I just happen to have a great plan for this one. Free to you if you are willing to use the right router.








It's a bench top unit but it will do any size of wood you want to put in it. You can build it with t slot material and it will preform just the same.

Al


----------



## Al B Thayer (Dec 10, 2011)

Or you can check out Greg Paolini's version on the web. He sells a plan for around $6 watch his vid or you won't understand how well they work. His design is good but my router mount and slide is far better and more accurate.


http://www.gregorypaolini.com/?page_id=96

Al


----------



## Al B Thayer (Dec 10, 2011)

wumpabill39 said:


> I built a farm table called Farm Hayrake type,now I am in process of building the chairs so I need a good plan for a loose, tenon, mortising jig, for plunge router use











I built six dining chairs with the machine using loose tenon joints. Speed is important when making six of something.

Al


----------



## Black540i (Jan 4, 2013)

Al B Thayer said:


> I just happen to have a great plan for this one. Free to you if you are willing to use the right router.
> View attachment 117897
> 
> 
> ...


That's a heck of a set up. I wouldn't mind having that for mortises. Any videos of it in action?


----------



## Al B Thayer (Dec 10, 2011)

Black540i said:


> That's a heck of a set up. I wouldn't mind having that for mortises. Any videos of it in action?


Here is the second of 5 videos. This is my second version of the machine but it works exactly like the first one. Watch all 5. They are all short and to the point.
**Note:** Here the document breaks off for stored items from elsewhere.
//! log4rs setup. Library code only talks to the `log` facade; binaries and tests pick one of
//! these initializers.

use std::path::{Path, PathBuf};

use log::LevelFilter;
use log4rs::append::rolling_file::RollingFileAppender;
use log4rs::append::rolling_file::policy::compound::{
    CompoundPolicy, roll::fixed_window::FixedWindowRoller, trigger::size::SizeTrigger,
};
use log4rs::config::{Appender, Config, Logger, Root};
use log4rs::encode::pattern::PatternEncoder;

use crate::utils::devlog::QUERY_TARGET;

const ROLL_SIZE: u64 = 10 * 1024 * 1024;
const PATTERN: &str = "{d(%Y-%m-%d %H:%M:%S%.3f)} [{l}] {t} - {m}{n}";

/// Initialize from a log4rs YAML file.
///
/// # Errors
/// Returns an error if the file cannot be read or a logger is already installed.
pub fn init_path(path: &Path) -> Result<(), Box<dyn std::error::Error>> {
    log4rs::init_file(path, log4rs::config::Deserializers::default())?;
    Ok(())
}

#[must_use]
pub fn parse_level(level: Option<&str>) -> LevelFilter {
    match level.unwrap_or("info").trim().to_ascii_lowercase().as_str() {
        "off" => LevelFilter::Off,
        "error" => LevelFilter::Error,
        "warn" => LevelFilter::Warn,
        "debug" => LevelFilter::Debug,
        "trace" => LevelFilter::Trace,
        _ => LevelFilter::Info,
    }
}

fn rolling(
    base: &Path,
    stem: &str,
    keep: u32,
) -> Result<RollingFileAppender, Box<dyn std::error::Error>> {
    let roller = FixedWindowRoller::builder()
        .build(&format!("{}", base.join(format!("{stem}.{{}}.log")).display()), keep)?;
    let policy = CompoundPolicy::new(Box::new(SizeTrigger::new(ROLL_SIZE)), Box::new(roller));
    Ok(RollingFileAppender::builder()
        .encoder(Box::new(PatternEncoder::new(PATTERN)))
        .build(base.join(format!("{stem}.log")), Box::new(policy))?)
}

/// Build the rolling-file config: `app.log` for everything, `query.log` for per-query timing
/// lines.
///
/// - dir: base directory for logs; the current directory when `None`.
/// - level: off|error|warn|info|debug|trace
/// - retention: rolled files kept per log (default 7)
///
/// # Errors
/// Returns an error if the directory or an appender cannot be created.
pub fn build_config(
    dir: Option<&Path>,
    level: Option<&str>,
    retention: Option<usize>,
) -> Result<Config, Box<dyn std::error::Error>> {
    let base = match dir {
        Some(d) => d.to_path_buf(),
        None => std::env::current_dir().unwrap_or_else(|_| PathBuf::from(".")),
    };
    std::fs::create_dir_all(&base)?;
    let keep = u32::try_from(retention.unwrap_or(7)).unwrap_or(u32::MAX);
    let lvl = parse_level(level);
    let query_lvl = if lvl == LevelFilter::Off { LevelFilter::Off } else { LevelFilter::Debug };
    Ok(Config::builder()
        .appender(Appender::builder().build("app", Box::new(rolling(&base, "app", keep)?)))
        .appender(Appender::builder().build("query", Box::new(rolling(&base, "query", keep)?)))
        .logger(Logger::builder().appender("query").additive(false).build(QUERY_TARGET, query_lvl))
        .build(Root::builder().appender("app").build(lvl))?)
}

/// Install [`build_config`] as the process logger.
///
/// # Errors
/// Returns an error if the config cannot be built or a logger is already installed.
pub fn configure_logging(
    dir: Option<&Path>,
    level: Option<&str>,
    retention: Option<usize>,
) -> Result<(), Box<dyn std::error::Error>> {
    log4rs::init_config(build_config(dir, level, retention)?)?;
    Ok(())
}

/// Configure logging from environment variables if present:
/// - SALESQ_LOG_DIR
/// - SALESQ_LOG_LEVEL
/// - SALESQ_LOG_RETENTION
///
/// # Errors
/// See [`configure_logging`].
pub fn configure_from_env() -> Result<(), Box<dyn std::error::Error>> {
    let dir = std::env::var("SALESQ_LOG_DIR").ok().map(PathBuf::from);
    let level = std::env::var("SALESQ_LOG_LEVEL").ok();
    let retention =
        std::env::var("SALESQ_LOG_RETENTION").ok().and_then(|s| s.parse::<usize>().ok());
    configure_logging(dir.as_deref(), level.as_deref(), retention)
}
http://www.youtube.com/watch?v=L51ImLu3-nw&feature=youtube_gdata_player
Al


----------



## mako1 (Jan 25, 2014)

Very nice setup Al.I built something similar back in the day before I owned a hollow chisel mortise.Glad I kept it because it worked better on some apps than the hollow chisel did.


----------



## wumpabill39 (Dec 30, 2013)

Al B Thayer said:


> I just happen to have a great plan for this one. Free to you if you are willing to use the right router.
> View attachment 117897
> 
> 
> ...


Hello Al, I am interested in this jig,what router do I need to use to get your free plan I like your version 2 with the T slot rails and router lift


----------



## wumpabill39 (Dec 30, 2013)

Al B Thayer said:


> Here is the second of 5 videos. This is my second version of the machine but it works exactly like the first one. Watch all 5. They are all short and to the point.
> 
> http://www.youtube.com/watch?v=L51ImLu3-nw&feature=youtube_gdata_player
> Al


Love this jig and how easy it looks to use,I am building 4 chairs for the Hay Rake farm table I built last month and I have a lot of mortise to cut,and this seems to be the one to build for mortise use:thumbsup:


----------



## wumpabill39 (Dec 30, 2013)

This looks like my bench with all chair pieces cut out but need the mortise's cut for 4 chairs


----------



## wumpabill39 (Dec 30, 2013)

Here is some pics of the chair I am building, this is my first attempt to building chair's. The chairs are originally built using pocket holes and screws,but I want to do M/T joints instead, this chair is called a Francine chair.here are some pics of the first one I built all glued up with M/T and lower pocket holes in stretchers.


----------



## EWerner (Oct 14, 2010)

Here you go. Pretty elaborate: http://www.woodsmith.com/


----------



## Al B Thayer (Dec 10, 2011)

wumpabill39 said:


> Here is some pics of the chair I am building, this is my first attempt to building chair's. The chairs are originally built using pocket holes and screws,but I want to do M/T joints instead, this chair is called a Francine chair.here are some pics of the first one I built all glued up with M/T and lower pocket holes in stretchers.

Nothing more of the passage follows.